- From: Silvia Pfeiffer <silviapfeiffer1@gmail.com>
- Date: Sun, 3 Jan 2010 18:04:49 +1100
- To: robert@ocallahan.org
- Cc: Maciej Stachowiak <mjs@apple.com>, HTMLwg <public-html@w3.org>
On Sun, Jan 3, 2010 at 5:53 PM, Silvia Pfeiffer <silviapfeiffer1@gmail.com> wrote: > On Sun, Jan 3, 2010 at 5:47 PM, Robert O'Callahan <robert@ocallahan.org> wrote: >> On Sun, Jan 3, 2010 at 5:42 PM, Maciej Stachowiak <mjs@apple.com> wrote: >>> >>> It would have no visible effect other than performance, and the difference >>> would be much less in the typical test environment where the author has a >>> very fast pipe to his or her deployment server. >> >> The performance effect is very noticeable, and if your controls UI shows the >> buffer state, it's quite obvious what's going on. >> >> One problem with making 'autobuffer' tri-state is that autobuffer="off" (or >> whatever) is actually going to enable buffering in user-agents that support >> the current autobuffer spec (i.e., Firefox). > > Only until current implementations have caught up.
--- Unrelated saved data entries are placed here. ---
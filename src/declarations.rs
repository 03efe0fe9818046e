//! Declaration parsing implementation
//!
//! ```text
//! declaration ::= const_decl | sbit_decl | sfr_decl | typed_decl
//! const_decl  ::= "const" type identifier "=" literal ";"
//! sbit_decl   ::= "sbit" identifier "=" bit_literal ";"
//! sfr_decl    ::= "sfr" identifier "=" hex_literal ";"
//! typed_decl  ::= type identifier ( function_tail | [ "=" expr ] ";" )
//! function_tail ::= "(" params ")" [ "interrupt" number ] ( block | ";" )
//! ```
//!
//! Declaration literals are validated here: bit positions and interrupt
//! vectors as non-negative integers, SFR addresses as hexadecimal (kept
//! verbatim as written).

use crate::ast::{AstNode, Param};
use crate::diagnostics::{ErrorKind, SyntaxError};
use crate::parse::Parser;
use crate::token::{Token, TokenKind};

impl Parser {
    /// Dispatch on the leading declaration keyword.
    pub(crate) fn parse_declaration(&mut self) -> Result<AstNode, SyntaxError> {
        match self.cursor.peek().kind {
            TokenKind::Const => self.parse_const_declaration(),
            TokenKind::Sbit => self.parse_sbit_declaration(),
            TokenKind::Sfr => self.parse_sfr_declaration(),
            _ => self.parse_typed_declaration(),
        }
    }

    /// `const type name = literal;`
    fn parse_const_declaration(&mut self) -> Result<AstNode, SyntaxError> {
        let line = self.cursor.line();
        self.cursor.advance(); // 'const'

        let data_type = self.expect_type_keyword("after 'const'")?;
        let name = self.expect_identifier("after constant type")?;
        self.expect(TokenKind::Eq, "'=' after constant name")?;
        let value = self.expect_literal("as constant value")?;
        self.expect_semicolon("after constant declaration")?;

        Ok(AstNode::ConstDecl {
            data_type: data_type.text,
            name: name.text,
            value: value.text,
            line,
        })
    }

    /// `sbit name = bit;` — the bit position must be a non-negative integer.
    fn parse_sbit_declaration(&mut self) -> Result<AstNode, SyntaxError> {
        let line = self.cursor.line();
        self.cursor.advance(); // 'sbit'

        let name = self.expect_identifier("after 'sbit'")?;
        self.expect(TokenKind::Eq, "'=' after sbit name")?;
        let value = self.expect_literal("as bit position")?;
        let bit = parse_bit_position(&value)?;
        self.expect_semicolon("after sbit declaration")?;

        Ok(AstNode::SbitDecl {
            name: name.text,
            bit,
            line,
        })
    }

    /// `sfr name = 0xNN;` — the address must be hexadecimal and is kept
    /// verbatim.
    fn parse_sfr_declaration(&mut self) -> Result<AstNode, SyntaxError> {
        let line = self.cursor.line();
        self.cursor.advance(); // 'sfr'

        let name = self.expect_identifier("after 'sfr'")?;
        self.expect(TokenKind::Eq, "'=' after sfr name")?;
        let value = self.expect_literal("as sfr address")?;
        if !is_hex_literal(&value.text) {
            return Err(SyntaxError::new(
                ErrorKind::InvalidLiteral,
                format!("Invalid SFR address: {} (expected hexadecimal)", value.text),
                value.line,
            ));
        }
        self.expect_semicolon("after sfr declaration")?;

        Ok(AstNode::SfrDecl {
            name: name.text,
            address: value.text,
            line,
        })
    }

    /// `type name ...` — a function declaration when `(` follows the name,
    /// otherwise a variable declaration with optional initializer.
    pub(crate) fn parse_typed_declaration(&mut self) -> Result<AstNode, SyntaxError> {
        let line = self.cursor.line();
        let data_type = self.expect_type_keyword("to begin declaration")?;
        let name = self.expect_identifier("after type")?;

        match self.cursor.peek().kind {
            TokenKind::LParen => self.parse_function_tail(data_type.text, name.text, line),
            TokenKind::Eq => {
                self.cursor.advance();
                let init = self.parse_expression()?;
                self.expect_semicolon("after variable declaration")?;
                Ok(AstNode::TypeDecl {
                    data_type: data_type.text,
                    name: name.text,
                    init: Some(Box::new(init)),
                    line,
                })
            }
            TokenKind::Semicolon => {
                self.cursor.advance();
                Ok(AstNode::TypeDecl {
                    data_type: data_type.text,
                    name: name.text,
                    init: None,
                    line,
                })
            }
            _ => Err(SyntaxError::expected(
                "'(', '=' or ';' after declaration name",
                self.cursor.peek(),
            )),
        }
    }

    /// Parameter list, optional `interrupt N` attribute, then a body block
    /// or a prototype `;`.
    fn parse_function_tail(
        &mut self,
        return_type: String,
        name: String,
        line: usize,
    ) -> Result<AstNode, SyntaxError> {
        self.expect_lparen("after function name")?;
        let parameters = self.parse_parameter_list()?;
        self.expect_rparen("after parameters")?;

        let interrupt = if self.match_kind(TokenKind::Interrupt) {
            let value = self.expect(TokenKind::Number, "interrupt number after 'interrupt'")?;
            Some(parse_interrupt_number(&value)?)
        } else {
            None
        };

        let body = if self.cursor.check(TokenKind::LBrace) {
            Some(Box::new(self.parse_block()?))
        } else {
            self.expect_semicolon("after function prototype")?;
            None
        };

        Ok(AstNode::FunctionDecl {
            return_type,
            name,
            parameters,
            interrupt,
            body,
            line,
        })
    }

    /// `(type name, type name, ...)` — `(void)` and `()` both mean no
    /// parameters.
    fn parse_parameter_list(&mut self) -> Result<Vec<Param>, SyntaxError> {
        let mut parameters = Vec::new();

        if self.cursor.check(TokenKind::RParen) {
            return Ok(parameters);
        }
        if self.cursor.check(TokenKind::Void)
            && self
                .cursor
                .peek_ahead(1)
                .map(|t| t.kind == TokenKind::RParen)
                .unwrap_or(false)
        {
            self.cursor.advance(); // 'void'
            return Ok(parameters);
        }

        loop {
            let data_type = self.expect_type_keyword("as parameter type")?;
            let name = self.expect_identifier("after parameter type")?;
            parameters.push(Param {
                data_type: data_type.text,
                name: name.text,
            });

            if !self.match_kind(TokenKind::Comma) {
                break;
            }
        }

        Ok(parameters)
    }

    fn expect_type_keyword(&mut self, ctx: &str) -> Result<Token, SyntaxError> {
        if self.cursor.peek().kind.is_type_keyword() {
            Ok(self.cursor.advance())
        } else {
            Err(SyntaxError::expected(
                &format!("type keyword {ctx}"),
                self.cursor.peek(),
            ))
        }
    }
}

/// Non-negative integer from a decimal or hex lexeme.
fn parse_bit_position(token: &Token) -> Result<u32, SyntaxError> {
    let parsed = match token.kind {
        TokenKind::Number => token.text.parse::<u32>().ok(),
        TokenKind::HexNumber => {
            let digits = token
                .text
                .trim_start_matches("0x")
                .trim_start_matches("0X");
            u32::from_str_radix(digits, 16).ok()
        }
        _ => None,
    };
    parsed.ok_or_else(|| {
        SyntaxError::new(
            ErrorKind::InvalidLiteral,
            format!("Invalid bit position: {}", token.text),
            token.line,
        )
    })
}

fn parse_interrupt_number(token: &Token) -> Result<u32, SyntaxError> {
    token.text.parse::<u32>().map_err(|_| {
        SyntaxError::new(
            ErrorKind::InvalidLiteral,
            format!("Invalid interrupt number: {}", token.text),
            token.line,
        )
    })
}

/// `0x` (or `0X`) followed by at least one hex digit.
fn is_hex_literal(text: &str) -> bool {
    let digits = match text.strip_prefix("0x").or_else(|| text.strip_prefix("0X")) {
        Some(rest) => rest,
        None => return false,
    };
    !digits.is_empty() && digits.chars().all(|c| c.is_ascii_hexdigit())
}

#[cfg(test)]
mod tests {
    use super::*;
    use crate::diagnostics::ErrorKind;

    fn parse_decl(source: &str) -> AstNode {
        let mut parser = Parser::from_source(source).expect("lexing failed");
        let decl = parser.parse_declaration().expect("parsing failed");
        assert!(parser.diagnostics().is_empty());
        decl
    }

    #[test]
    fn test_constant_declaration() {
        assert_eq!(
            parse_decl("const int MAX_VALUE = 100;"),
            AstNode::ConstDecl {
                data_type: "int".into(),
                name: "MAX_VALUE".into(),
                value: "100".into(),
                line: 1,
            }
        );
    }

    #[test]
    fn test_sbit_declaration() {
        assert_eq!(
            parse_decl("sbit myBit = 0;"),
            AstNode::SbitDecl {
                name: "myBit".into(),
                bit: 0,
                line: 1,
            }
        );
    }

    #[test]
    fn test_sfr_address_preserved_verbatim() {
        assert_eq!(
            parse_decl("sfr mySFR = 0x20;"),
            AstNode::SfrDecl {
                name: "mySFR".into(),
                address: "0x20".into(),
                line: 1,
            }
        );
    }

    #[test]
    fn test_sfr_rejects_decimal_address() {
        let mut parser = Parser::from_source("sfr P0 = 128;").unwrap();
        let error = parser.parse_declaration().expect_err("should reject");
        assert_eq!(error.kind, ErrorKind::InvalidLiteral);
    }

    #[test]
    fn test_sbit_rejects_char_literal() {
        let mut parser = Parser::from_source("sbit b = 'x';").unwrap();
        let error = parser.parse_declaration().expect_err("should reject");
        assert_eq!(error.kind, ErrorKind::InvalidLiteral);
    }

    #[test]
    fn test_bare_type_declaration() {
        assert_eq!(
            parse_decl("int myVariable;"),
            AstNode::TypeDecl {
                data_type: "int".into(),
                name: "myVariable".into(),
                init: None,
                line: 1,
            }
        );
    }

    #[test]
    fn test_initialized_declaration() {
        let decl = parse_decl("char c = 'a';");
        assert!(matches!(
            decl,
            AstNode::TypeDecl {
                init: Some(_),
                ..
            }
        ));
    }

    #[test]
    fn test_function_without_interrupt() {
        let decl = parse_decl("void main(void) { }");
        let AstNode::FunctionDecl {
            interrupt,
            parameters,
            ..
        } = decl
        else {
            panic!("Expected function");
        };
        assert_eq!(interrupt, None);
        assert!(parameters.is_empty());
    }

    #[test]
    fn test_function_with_interrupt_vector() {
        let decl = parse_decl("void isr(void) interrupt 2 { }");
        let AstNode::FunctionDecl { interrupt, name, .. } = decl else {
            panic!("Expected function");
        };
        assert_eq!(name, "isr");
        assert_eq!(interrupt, Some(2));
    }

    #[test]
    fn test_function_parameters() {
        let decl = parse_decl("int add(int a, char b);");
        let AstNode::FunctionDecl {
            parameters, body, ..
        } = decl
        else {
            panic!("Expected function");
        };
        assert_eq!(
            parameters,
            vec![
                Param {
                    data_type: "int".into(),
                    name: "a".into()
                },
                Param {
                    data_type: "char".into(),
                    name: "b".into()
                },
            ]
        );
        assert!(body.is_none());
    }

    #[test]
    fn test_hex_literal_validation() {
        assert!(is_hex_literal("0x80"));
        assert!(is_hex_literal("0XFF"));
        assert!(!is_hex_literal("128"));
        assert!(!is_hex_literal("0x"));
        assert!(!is_hex_literal("0xZZ"));
    }
}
I don't see this as > a big problem. Everyone expects HTML5 to still change and I have seen > more Webpage with the video element wrongly coded with > autobuffer="off" and autobuffer="on" than just using it as a boolean > attribute. Even tinyvid.tv - Chris Double's test platform for Mozilla > - is using autobuffer="true" and controls="controls" as attributes. > It's more natural. > > Also, since Firefox is currently the only browser actually not > autobuffering, it is only noticeable for people who rely on the > Firefox behaviour - which would be few. Did a few more checks on the big HTML5 video supporters, FWIW: Dailymotion and Archive.org use autobuffer="true" Wikipedia uses autobuffer="" Metavid and Pad.ma don't use the attribute I know the person at Wikipedia who needs to change it. Then we should be set! Cheers, Silvia.